La estigmatización de los narcocorridos no sólo se manifiesta en el discurso mediático o en la crítica cultural, sino también en el ámbito legal. En varios estados de la República mexicana, como Sinaloa, Baja California, Chihuahua, Sonora y, recientemente, Quintana Roo, se han aprobado leyes o reglamentos municipales que prohíben la reproducción o la interpretación en vivo de corridos relacionados con el narcotráfico. Estas restricciones se justifican como una medida para prevenir la violencia, bajo la premisa de que estas canciones “incitan al delito”. Sin embargo, esta postura criminaliza la expresión artística popular y desplaza la responsabilidad estructural del Estado hacia los músicos y sus audiencias. Mientras otros géneros o producciones culturales extranjeras que abordan temas similares no enfrentan censura, el corrido —como forma de narración desde los márgenes— es convertido en chivo expiatorio de una violencia que tiene raíces mucho más profundas. Estas prohibiciones no sólo vulneran el derecho a la libertad de expresión, sino que refuerzan la narrativa de que la cultura popular es culpable de la violencia, invisibilizando así las verdaderas causas sociales y económicas del narcotráfico.

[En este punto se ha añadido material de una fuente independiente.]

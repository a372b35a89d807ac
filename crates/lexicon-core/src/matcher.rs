//! Scored candidate lookup over a keyword vocabulary.
//!
//! Given a query word and the known keywords of a field, rank the candidates
//! by similarity and keep the best few. This backs the "did you mean one of
//! these existing keywords" flow that precedes a bulk merge.

use std::cmp::Ordering;

use serde::{Deserialize, Serialize};
use tracing::debug;

use crate::error::KeywordResult;
use crate::similarity::{score_normalized, SimilarityBackend};
use crate::types::TextInput;

const DEFAULT_LIMIT: usize = 10;
const DEFAULT_THRESHOLD: f64 = 0.6;

/// Settings for [`MatchFinder`]. Fixed at construction.
#[derive(Debug, Clone, PartialEq, Serialize, Deserialize)]
pub struct MatcherConfig {
    /// Scoring back-end.
    #[serde(default)]
    pub backend: SimilarityBackend,

    /// Score a candidate 1.0 when it contains the query as a
    /// (case-insensitive) substring, without consulting the back-end.
    ///
    /// Biases exact-substring hits to the top of the ranking; disable for
    /// pure ratio ordering.
    #[serde(default = "default_substring_shortcut")]
    pub substring_shortcut: bool,

    /// Result cap used when the caller does not pass one.
    #[serde(default = "default_limit")]
    pub default_limit: usize,

    /// Score threshold used when the caller does not pass one.
    #[serde(default = "default_threshold")]
    pub default_threshold: f64,
}

fn default_substring_shortcut() -> bool {
    true
}

fn default_limit() -> usize {
    DEFAULT_LIMIT
}

fn default_threshold() -> f64 {
    DEFAULT_THRESHOLD
}

impl Default for MatcherConfig {
    fn default() -> Self {
        Self {
            backend: SimilarityBackend::default(),
            substring_shortcut: default_substring_shortcut(),
            default_limit: default_limit(),
            default_threshold: default_threshold(),
        }
    }
}

/// Ranks vocabulary candidates by similarity to a query word.
#[derive(Debug, Clone, Default)]
pub struct MatchFinder {
    config: MatcherConfig,
}

impl MatchFinder {
    pub fn new(config: MatcherConfig) -> Self {
        Self { config }
    }

    pub fn config(&self) -> &MatcherConfig {
        &self.config
    }

    /// Return at most `limit` candidates scoring strictly above `threshold`,
    /// best first.
    ///
    /// Candidates are ordered by score descending. Equal scores are broken
    /// by case-insensitive lexical order of the candidate text, then by
    /// input order. Scores never exceed 1.0, so a threshold at or above 1.0
    /// admits nothing.
    ///
    /// Operands may be text or byte input; bytes that are not valid UTF-8
    /// fail the whole call.
    pub fn find_matches(
        &self,
        word: &TextInput,
        possibilities: &[TextInput],
        limit: usize,
        threshold: f64,
    ) -> KeywordResult<Vec<String>> {
        let needle = word.as_text()?.to_lowercase();
        let mut candidates = Vec::with_capacity(possibilities.len());
        for item in possibilities {
            candidates.push(item.as_text()?);
        }
        Ok(self.rank(&needle, candidates.into_iter(), limit, threshold))
    }

    /// [`find_matches`](Self::find_matches) over plain text candidates.
    pub fn find_similar<'a, I>(
        &self,
        word: &str,
        possibilities: I,
        limit: usize,
        threshold: f64,
    ) -> Vec<String>
    where
        I: IntoIterator<Item = &'a str>,
    {
        self.rank(
            &word.to_lowercase(),
            possibilities.into_iter(),
            limit,
            threshold,
        )
    }

    fn rank<'a>(
        &self,
        needle: &str,
        candidates: impl Iterator<Item = &'a str>,
        limit: usize,
        threshold: f64,
    ) -> Vec<String> {
        if limit == 0 {
            return Vec::new();
        }

        let mut scored: Vec<(String, String, f64)> = Vec::new();
        for candidate in candidates {
            let lowered = candidate.to_lowercase();
            let score = if self.config.substring_shortcut
                && !needle.is_empty()
                && lowered.contains(needle)
            {
                1.0
            } else {
                score_normalized(self.config.backend, needle, &lowered)
            };
            if score > threshold {
                scored.push((candidate.to_string(), lowered, score));
            }
        }

        // Stable sort: input order survives for candidates equal in both
        // score and lowercased text.
        scored.sort_by(|a, b| {
            b.2.partial_cmp(&a.2)
                .unwrap_or(Ordering::Equal)
                .then_with(|| a.1.cmp(&b.1))
        });
        scored.truncate(limit);

        debug!(query = needle, hits = scored.len(), "ranked keyword candidates");
        scored.into_iter().map(|(candidate, _, _)| candidate).collect()
    }

    /// `find_similar` with the configured default limit and threshold.
    pub fn find_similar_default<'a, I>(&self, word: &str, possibilities: I) -> Vec<String>
    where
        I: IntoIterator<Item = &'a str>,
    {
        self.find_similar(
            word,
            possibilities,
            self.config.default_limit,
            self.config.default_threshold,
        )
    }
}

#[cfg(test)]
mod tests {
    use super::*;

    fn finder() -> MatchFinder {
        MatchFinder::new(MatcherConfig::default())
    }

    fn ratio_finder() -> MatchFinder {
        MatchFinder::new(MatcherConfig {
            substring_shortcut: false,
            ..MatcherConfig::default()
        })
    }

    fn inputs(words: &[&str]) -> Vec<TextInput> {
        words.iter().map(|w| TextInput::from(*w)).collect()
    }

    #[test]
    fn test_exact_match_ranked_first() {
        let matches = finder()
            .find_matches(
                &TextInput::from("foo"),
                &inputs(&["foo", "bar", "baz"]),
                7,
                0.6,
            )
            .unwrap();
        assert_eq!(matches, vec!["foo".to_string()]);
    }

    #[test]
    fn test_threshold_is_strict() {
        // normalized_levenshtein("ab", "ax") == 0.5 exactly.
        let f = ratio_finder();
        let possibilities = inputs(&["ax"]);
        let word = TextInput::from("ab");

        let at = f.find_matches(&word, &possibilities, 5, 0.5).unwrap();
        assert!(at.is_empty(), "score equal to threshold must not qualify");

        let below = f.find_matches(&word, &possibilities, 5, 0.49).unwrap();
        assert_eq!(below, vec!["ax".to_string()]);
    }

    #[test]
    fn test_limit_respected() {
        let f = finder();
        let possibilities = inputs(&["key1", "key2", "key3", "key4"]);
        let matches = f
            .find_matches(&TextInput::from("key"), &possibilities, 2, 0.1)
            .unwrap();
        assert_eq!(matches.len(), 2);
    }

    #[test]
    fn test_zero_limit_yields_nothing() {
        let matches = finder()
            .find_matches(&TextInput::from("foo"), &inputs(&["foo"]), 0, 0.1)
            .unwrap();
        assert!(matches.is_empty());
    }

    #[test]
    fn test_empty_possibilities_yield_nothing() {
        let matches = finder()
            .find_matches(&TextInput::from("foo"), &[], 5, 0.1)
            .unwrap();
        assert!(matches.is_empty());
    }

    #[test]
    fn test_threshold_at_one_admits_nothing() {
        let matches = finder()
            .find_matches(&TextInput::from("foo"), &inputs(&["foo"]), 5, 1.0)
            .unwrap();
        assert!(matches.is_empty());
    }

    #[test]
    fn test_tie_break_is_lexical() {
        // Both candidates are one substitution away from the query.
        let f = ratio_finder();
        let matches = f
            .find_matches(
                &TextInput::from("abcd"),
                &inputs(&["abcy", "abcx"]),
                5,
                0.5,
            )
            .unwrap();
        assert_eq!(matches, vec!["abcx".to_string(), "abcy".to_string()]);
    }

    #[test]
    fn test_substring_shortcut_promotes_containing_candidates() {
        let with = finder().find_similar("foo", ["xxfooxx", "fob"], 5, 0.3);
        assert_eq!(with[0], "xxfooxx");

        // Without the shortcut the containing candidate scores poorly and
        // the close edit wins.
        let without = ratio_finder().find_similar("foo", ["xxfooxx", "fob"], 5, 0.3);
        assert_eq!(without[0], "fob");
    }

    #[test]
    fn test_byte_candidates_ranked() {
        let possibilities = vec![
            TextInput::from("Frühstück".as_bytes()),
            TextInput::from("Abendessen"),
        ];
        let matches = finder()
            .find_matches(&TextInput::from("frühstück"), &possibilities, 5, 0.6)
            .unwrap();
        assert_eq!(matches, vec!["Frühstück".to_string()]);
    }

    #[test]
    fn test_invalid_byte_candidate_fails_call() {
        let possibilities = vec![TextInput::Bytes(vec![0xff])];
        let err = finder()
            .find_matches(&TextInput::from("foo"), &possibilities, 5, 0.1)
            .unwrap_err();
        assert!(matches!(err, crate::KeywordError::InvalidInput(_)));
    }

    #[test]
    fn test_default_limit_and_threshold_applied() {
        let matches = finder().find_similar_default("foo", ["foo", "foe", "bar"]);
        assert_eq!(matches, vec!["foo".to_string(), "foe".to_string()]);
    }

    #[test]
    fn test_config_defaults() {
        let config = MatcherConfig::default();
        assert_eq!(config.backend, SimilarityBackend::Ratio);
        assert!(config.substring_shortcut);
        assert_eq!(config.default_limit, 10);
        assert_eq!(config.default_threshold, 0.6);
    }

    #[test]
    fn test_config_partial_deserialization() {
        let config: MatcherConfig =
            serde_json::from_str(r#"{"backend": "dice"}"#).expect("deserialize");
        assert_eq!(config.backend, SimilarityBackend::Dice);
        assert_eq!(config.default_limit, 10);
    }
}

El doble filo del éxito: ¿hasta dónde pueden llegar?
El caso de Peso Pluma es emblemático. Con una voz nasal poco convencional y letras explícitas sobre drogas y violencia, ha conquistado escenarios internacionales, colaborado con artistas del pop y llenado estadios. Su éxito, sin embargo, no lo ha blindado del juicio moral. Políticos, medios y opinólogos lo acusan de ser un “mal ejemplo”, de “corromper a la juventud” o de banalizar la violencia. Esto revela otra dimensión de la doble moral: el sistema permite el éxito de los artistas populares sólo hasta cierto punto. Una vez que alcanzan visibilidad masiva, se les exige “limpiar” su discurso, suavizar sus letras o asumir una postura más moralista. De lo contrario, se arriesgan a la censura, la cancelación o el estancamiento comercial.